Tribunal Administratif de Toulouse — Décision N° TA31-2406127

mardi 8 avril 2025

JuridictionTribunal Administratif de Toulouse
SectionTribunal Administratif de Toulouse
N° DossierTA31-2406127
TypeDécision
PublicationC
Formation7ème Chambre
Avocat requérantKATI

Résumé IA

Le Tribunal Administratif de Toulouse a examiné la requête de Mme B, ressortissante géorgienne, contestant l'arrêté du préfet de l'Aveyron du 24 septembre 2024 l'obligeant à quitter le territoire français. La requérante invoquait notamment un défaut de motivation, une erreur de droit concernant la notification de la décision de l'OFPRA, et une méconnaissance des articles L. 542-1 et L. 542-2 du CESEDA. Le tribunal a rejeté l'ensemble des conclusions de Mme B, validant ainsi l'obligation de quitter le territoire français, la fixation du pays de renvoi, et l'interdiction de retour d'un an.

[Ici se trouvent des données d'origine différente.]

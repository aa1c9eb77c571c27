//! The streaming adaptor (spec §4.J): wraps a blocking [`std::io::Read`]
//! source with a growing, append-only byte buffer so the same scanner that
//! operates on a complete document can also operate on one still arriving
//! over I/O.
//!
//! The buffer's sentinel byte is [`Sentinel::MoreInputExpected`] until the
//! stream reports end-of-file, at which point it flips to
//! [`Sentinel::Terminator`]. A scanner call that reaches the "more input
//! expected" sentinel raises [`ScanErrorKind::InputExhausted`]; [`pump`]
//! catches that signal, reads more bytes, and retries.
//!
//! [`pump`]: StreamingSource::pump

use alloc::{string::ToString, vec::Vec};
use std::io::Read;

use crate::{
    byte_source::{ByteSource, Sentinel},
    error::{ScanError, ScanErrorKind},
    options::ReaderOptions,
};

/// An append-only byte buffer fed incrementally from a reader.
///
/// Implements [`ByteSource`] directly, so every scanner routine, handle, and
/// view in this crate operates on a `StreamingSource` exactly as it would on
/// a [`crate::byte_source::StaticSource`] — the only difference is that
/// reads past the currently-buffered data raise `InputExhausted` instead of
/// reaching the terminator sentinel, and [`Self::pump`] is the retry loop
/// that resolves that signal.
pub struct StreamingSource<R> {
    reader: R,
    buf: Vec<u8>,
    eof: bool,
    chunk_size: usize,
}

impl<R: Read> StreamingSource<R> {
    /// Wraps `reader` with default [`ReaderOptions`].
    pub fn new(reader: R) -> Self {
        Self::with_options(reader, ReaderOptions::default())
    }

    /// Wraps `reader`, pre-allocating and sizing reads per `options`.
    pub fn with_options(reader: R, options: ReaderOptions) -> Self {
        Self {
            reader,
            buf: Vec::with_capacity(options.streaming_initial_capacity),
            eof: false,
            chunk_size: options.streaming_chunk_size.max(1),
        }
    }

    /// Whether the underlying stream has reported end-of-file. Once true,
    /// `byte_at` past the buffered data returns the terminator sentinel
    /// rather than `MoreInputExpected`, and `pump` will never block again.
    #[must_use]
    pub fn is_complete(&self) -> bool {
        self.eof
    }

    /// Runs the idempotent, side-effect-free function `f` against the
    /// buffered bytes so far; if it fails with `InputExhausted`, reads more
    /// bytes from the stream and retries from `f`'s original start offset.
    ///
    /// `f` must return an owned value that does not borrow from the
    /// `StreamingSource` it was given — it is re-invoked from scratch on
    /// every retry, exactly as the spec requires ("f must be safe to
    /// re-execute from its original start offset").
    ///
    /// `f` itself stays `ScanErrorKind`-typed so its body can compose
    /// directly with the rest of this crate's internal, pump-embeddable
    /// functions (`Handle::root`, `path::resolve_from_root`, ...); `pump`
    /// converts the final, non-retryable error to the located [`ScanError`]
    /// at the public boundary.
    pub fn pump<T>(&mut self, f: impl Fn(&Self) -> Result<T, ScanErrorKind>) -> Result<T, ScanError> {
        loop {
            match f(self) {
                Ok(v) => return Ok(v),
                Err(ScanErrorKind::InputExhausted) => {
                    self.fill_more().map_err(|e| ScanError::from_kind(self, e))?;
                }
                Err(e) => return Err(ScanError::from_kind(self, e)),
            }
        }
    }

    /// Reads one more chunk from the underlying stream, extending the
    /// buffer or flipping the sentinel to `Terminator` on end-of-file.
    ///
    /// Only reachable while `!self.eof`: once the sentinel flips to
    /// `Terminator`, scanner routines that run off the buffered data report
    /// their ordinary malformed-input errors (`UnexpectedByte`,
    /// `UnterminatedString`, ...) instead of `InputExhausted`, so `pump`
    /// never re-enters this method after end-of-file.
    fn fill_more(&mut self) -> Result<(), ScanErrorKind> {
        debug_assert!(!self.eof);
        let mut chunk = alloc::vec![0u8; self.chunk_size];
        let n = self
            .reader
            .read(&mut chunk)
            .map_err(|e| ScanErrorKind::IoError(e.to_string()))?;
        if n == 0 {
            self.eof = true;
        } else {
            self.buf.extend_from_slice(&chunk[..n]);
        }
        Ok(())
    }
}

impl<R> ByteSource for StreamingSource<R> {
    fn byte_at(&self, i: usize) -> u8 {
        if i < self.buf.len() {
            self.buf[i]
        } else if self.eof {
            Sentinel::Terminator.byte()
        } else {
            Sentinel::MoreInputExpected.byte()
        }
    }

    fn advance(&self, i: usize) -> usize {
        i + 1
    }

    fn length(&self) -> usize {
        self.buf.len()
    }

    fn try_as_slice(&self, start: usize, end: usize) -> Option<&[u8]> {
        if end < start {
            return Some(&[]);
        }
        if end < self.buf.len() {
            Some(&self.buf[start..=end])
        } else {
            None
        }
    }
}

#[cfg(test)]
mod tests {
    use super::*;
    use crate::{handle::Handle, path, path::PathComponent};

    /// A `Read` impl that yields its input in fixed-size chunks, to exercise
    /// the pump/retry loop deterministically.
    struct ChunkedReader<'a> {
        remaining: &'a [u8],
        chunk: usize,
    }

    impl Read for ChunkedReader<'_> {
        fn read(&mut self, buf: &mut [u8]) -> std::io::Result<usize> {
            let n = self.remaining.len().min(self.chunk).min(buf.len());
            buf[..n].copy_from_slice(&self.remaining[..n]);
            self.remaining = &self.remaining[n..];
            Ok(n)
        }
    }

    #[test]
    fn pump_resolves_value_split_across_chunks() {
        let doc = br#"{"id":1296269,"owner":{"login":"oct"}}"#;
        let reader = ChunkedReader {
            remaining: doc,
            chunk: 10,
        };
        let mut source = StreamingSource::new(reader);

        let id = source
            .pump(|src| {
                let h = path::resolve_from_root(src, &[PathComponent::Key(b"id")])?;
                match h {
                    Handle::Number(n) => Ok(n.to_i64()?),
                    _ => unreachable!(),
                }
            })
            .unwrap();
        assert_eq!(id, 1_296_269);

        let login = source
            .pump(|src| {
                let h = path::resolve_from_root(
                    src,
                    &[PathComponent::Key(b"owner"), PathComponent::Key(b"login")],
                )?;
                match h {
                    Handle::String(s) => Ok(s.to_decoded_string_lossy()),
                    _ => unreachable!(),
                }
            })
            .unwrap();
        assert_eq!(login, "oct");
    }
}
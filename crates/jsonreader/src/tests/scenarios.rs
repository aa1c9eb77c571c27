//! The concrete scenarios from spec §8, as table-driven `rstest` cases
//! where the shape allows it and individual `#[test]`s otherwise.

use alloc::{
    string::ToString,
    vec,
    vec::Vec,
};

use rstest::rstest;

use crate::{
    byte_source::{ByteSource, StaticSource},
    handle::Handle,
    path::{self, PathComponent},
    value,
};

fn source(text: &str) -> StaticSource<Vec<u8>> {
    StaticSource::new(text.as_bytes().to_vec())
}

#[test]
fn fourth_array_element_is_a_string_handle() {
    let src = source(r#"{"foo": [1, 2, 3, "four"]}"#);
    let root = value(&src).unwrap();
    let foo = root.as_object().unwrap().get(b"foo").unwrap();
    let fourth = foo.as_array().unwrap().get(4).unwrap();
    match fourth {
        Handle::String(s) => {
            let mut raw = Vec::new();
            src.copy_range(s.offset(), s.end_offset(), &mut raw);
            assert_eq!(raw, br#""four""#);
            assert_eq!(s.to_decoded_string_lossy(), "four");
        }
        _ => panic!("expected a string handle"),
    }
}

#[test]
fn sum_of_ids_array() {
    let src = source(r#"{"Image":{"Width":800,"Height":600,"IDs":[116,943,234,38793]}}"#);
    let root = value(&src).unwrap();
    let image = root.as_object().unwrap().get(b"Image").unwrap();
    let ids = image.as_object().unwrap().get(b"IDs").unwrap();
    let mut sum: i64 = 0;
    for item in ids.as_array().unwrap().iter() {
        let (start, _end) = item.unwrap();
        match Handle::at(&src, start).unwrap() {
            Handle::Number(n) => sum += n.to_i64().unwrap(),
            _ => panic!("expected numbers"),
        }
    }
    assert_eq!(sum, 40_086);
}

#[test]
fn scientific_notation_parses_as_big_float() {
    let src = source("[123.456e-789]");
    let root = value(&src).unwrap();
    let elem = root.as_array().unwrap().get(1).unwrap();
    match elem {
        Handle::Number(n) => match n.to_number() {
            crate::number::Number::Big(b) => {
                assert_eq!(b.to_string(), "1.23456e-787");
            }
            other => panic!("expected an arbitrary-precision float, got {other:?}"),
        },
        _ => panic!("expected a number"),
    }
}

#[test]
fn negative_zero_parses_as_negative_zero_float() {
    let src = source("[-0]");
    let root = value(&src).unwrap();
    let elem = root.as_array().unwrap().get(1).unwrap();
    match elem {
        Handle::Number(n) => {
            let v = n.to_number();
            match v {
                crate::number::Number::Float(f) => {
                    assert_eq!(f, 0.0);
                    assert!(f.is_sign_negative());
                }
                other => panic!("expected a negative-zero float, got {other:?}"),
            }
        }
        _ => panic!("expected a number"),
    }
}

#[test]
fn lone_surrogate_key_is_tolerated() {
    let src = source(r#"{"\uDFAA":0}"#);
    let root = value(&src).unwrap();
    let obj = root.as_object().unwrap();
    let mut members: Vec<_> = obj.iter().collect::<Result<Vec<_>, _>>().unwrap();
    assert_eq!(members.len(), 1);
    let key_bytes = members.remove(0).key().to_decoded_bytes();
    // U+DFAA encoded the way a naive per-code-unit UTF-8 encoder would: the
    // three-byte sequence for the lone surrogate's numeric value.
    assert_eq!(key_bytes, [0xED, 0xBE, 0xAA]);
}

#[rstest]
#[case(r#"{"a":1,"b":[1,2,3]}"#, &[PathComponent::Key(b"b"), PathComponent::Index(2)], b"7", r#"{"a":1,"b":[1,7,3]}"#)]
#[case(r#"[1,2,3]"#, &[PathComponent::Index(1)], b"100", r#"[100,2,3]"#)]
fn splice_produces_expected_text(
    #[case] input: &str,
    #[case] path_spec: &[PathComponent<'_>],
    #[case] replacement: &[u8],
    #[case] expected: &str,
) {
    let src = source(input);
    let result = crate::piece_table::splice_value(&src, path_spec, replacement).unwrap();
    assert_eq!(result.to_bytes(), expected.as_bytes());
}

#[test]
fn streaming_feed_in_three_chunks_matches_whole_buffer() {
    use std::io::Read;

    use crate::streaming::StreamingSource;

    let doc = br#"{"id":1296269,"owner":{"login":"oct"}}"#;

    struct FixedChunks {
        chunks: Vec<&'static [u8]>,
        idx: usize,
    }
    impl Read for FixedChunks {
        fn read(&mut self, buf: &mut [u8]) -> std::io::Result<usize> {
            if self.idx >= self.chunks.len() {
                return Ok(0);
            }
            let chunk = self.chunks[self.idx];
            self.idx += 1;
            buf[..chunk.len()].copy_from_slice(chunk);
            Ok(chunk.len())
        }
    }

    let chunks = vec![&doc[0..10], &doc[10..25], &doc[25..]];
    let mut streaming = StreamingSource::new(FixedChunks { chunks, idx: 0 });

    let id = streaming
        .pump(|src| match path::resolve_from_root(src, &[PathComponent::Key(b"id")])? {
            Handle::Number(n) => Ok(n.to_i64()?),
            _ => unreachable!(),
        })
        .unwrap();
    let login = streaming
        .pump(|src| {
            match path::resolve_from_root(
                src,
                &[PathComponent::Key(b"owner"), PathComponent::Key(b"login")],
            )? {
                Handle::String(s) => Ok(s.to_decoded_string_lossy()),
                _ => unreachable!(),
            }
        })
        .unwrap();

    let flat = StaticSource::new(doc.to_vec());
    let flat_id = match path::resolve_from_root(&flat, &[PathComponent::Key(b"id")]).unwrap() {
        Handle::Number(n) => n.to_i64().unwrap(),
        _ => unreachable!(),
    };
    let flat_login = match path::resolve_from_root(
        &flat,
        &[PathComponent::Key(b"owner"), PathComponent::Key(b"login")],
    )
    .unwrap()
    {
        Handle::String(s) => s.to_decoded_string_lossy(),
        _ => unreachable!(),
    };

    assert_eq!(id, 1_296_269);
    assert_eq!(id, flat_id);
    assert_eq!(login, "oct");
    assert_eq!(login, flat_login);
}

La décision s'appuie sur les dispositions du code de l'entrée et du séjour des étrangers et du droit d'asile, ainsi que sur la convention européenne de sauvegarde des droits de l'homme.

Texte intégral

Vu la procédure suivante :

Par une requête enregistrée le 7 octobre 2025, Mme A B, représentée par Me Kati, demande au tribunal :

1°) de l'admettre au bénéfice de l'aide juridictionnelle à titre provisoire ;

2°) à titre principal, d'annuler l'arrêté du 24 septembre 2024 par lequel le préfet de l'Aveyron l'a obligée à quitter le territoire français dans un délai de trente jours, a fixé le pays de renvoi, l'a interdite de retour sur le territoire français pour une durée d'un an et l'a informée de son signalement aux fins de non-admission dans le système d'information Schengen ;

3°) à titre subsidiaire, de suspendre l'exécution de l'obligation de quitter le territoire français jusqu'à la lecture à venir de l'audience publique, ou le cas échéant la notification, de la décision de la Cour nationale du droit d'asile ;

4°) d'enjoindre au préfet de l'Aveyron de lui délivrer une attestation de demande d'asile dans l'attente de la décision définitive de la Cour nationale du droit d'asile ;

5°) de mettre à la charge de l'Etat le versement d'une somme de 1 500 euros à son conseil sur le fondement de l'article L. 761-1 du code de justice administrative et du deuxième alinéa de l'article 37 de la loi du 10 juillet 1991 relative à l'aide juridictionnelle.

Elle soutient que :

En ce qui concerne la décision portant obligation de quitter le territoire français :

- elle est entachée d'un défaut de motivation ;

- elle est entachée d'un défaut d'examen de sa situation ;

- elle est entachée d'une erreur de droit dès lors qu'elle a été prise sans que la décision de l'Office français de protection des réfugiés et apatrides ne lui ait été régulièrement notifiée dans une langue qu'elle comprend ;

- elle méconnaît les dispositions des articles L. 542-1 et L 542-2 du code de l'entrée et du séjour des étrangers et du droit d'asile ;

En ce qui concerne la décision fixant le pays de renvoi :

- elle méconnaît les stipulations de l'article 3 de la convention européenne de sauvegarde des droits de l'homme et des libertés fondamentales et les dispositions de l'article L. 721-4 du code de l'entrée et du séjour des étrangers et du droit d'asile ;

En ce qui concerne la décision portant interdiction de retour sur le territoire français pour une durée d'un an :

- elle méconnaît les dispositions de l'article L. 612-10 du code de l'entrée et du séjour des étrangers et du droit d'asile ;

- elle est entachée d'une erreur d'appréciation ;

En ce qui concerne la décision portant signalement aux fins de non admission dans le système d'information Schengen :

- le préfet ne démontre pas avoir respecté son droit à l'information au sens des dispositions des articles 13, 14 et 79 du règlement (UE) 2016/679 du Parlement européen et du Conseil du 27 avril 2016 et de l'article 14 de la directive 95/46/CE du parlement européen et du conseil du 24 octobre 1995 ;

- les modalités du signalement dans le système d'information Schengen portent atteinte au principe de transparence et l'inscription dans le système d'information emporte des effets disproportionnés au regard des dispositions de l'article L. 311-2 du code de l'entrée et du séjour des étrangers et du droit d'asile et de l'article 27 du règlement 2018/1861 du Parlement européen et du Conseil du 28 novembre 2018.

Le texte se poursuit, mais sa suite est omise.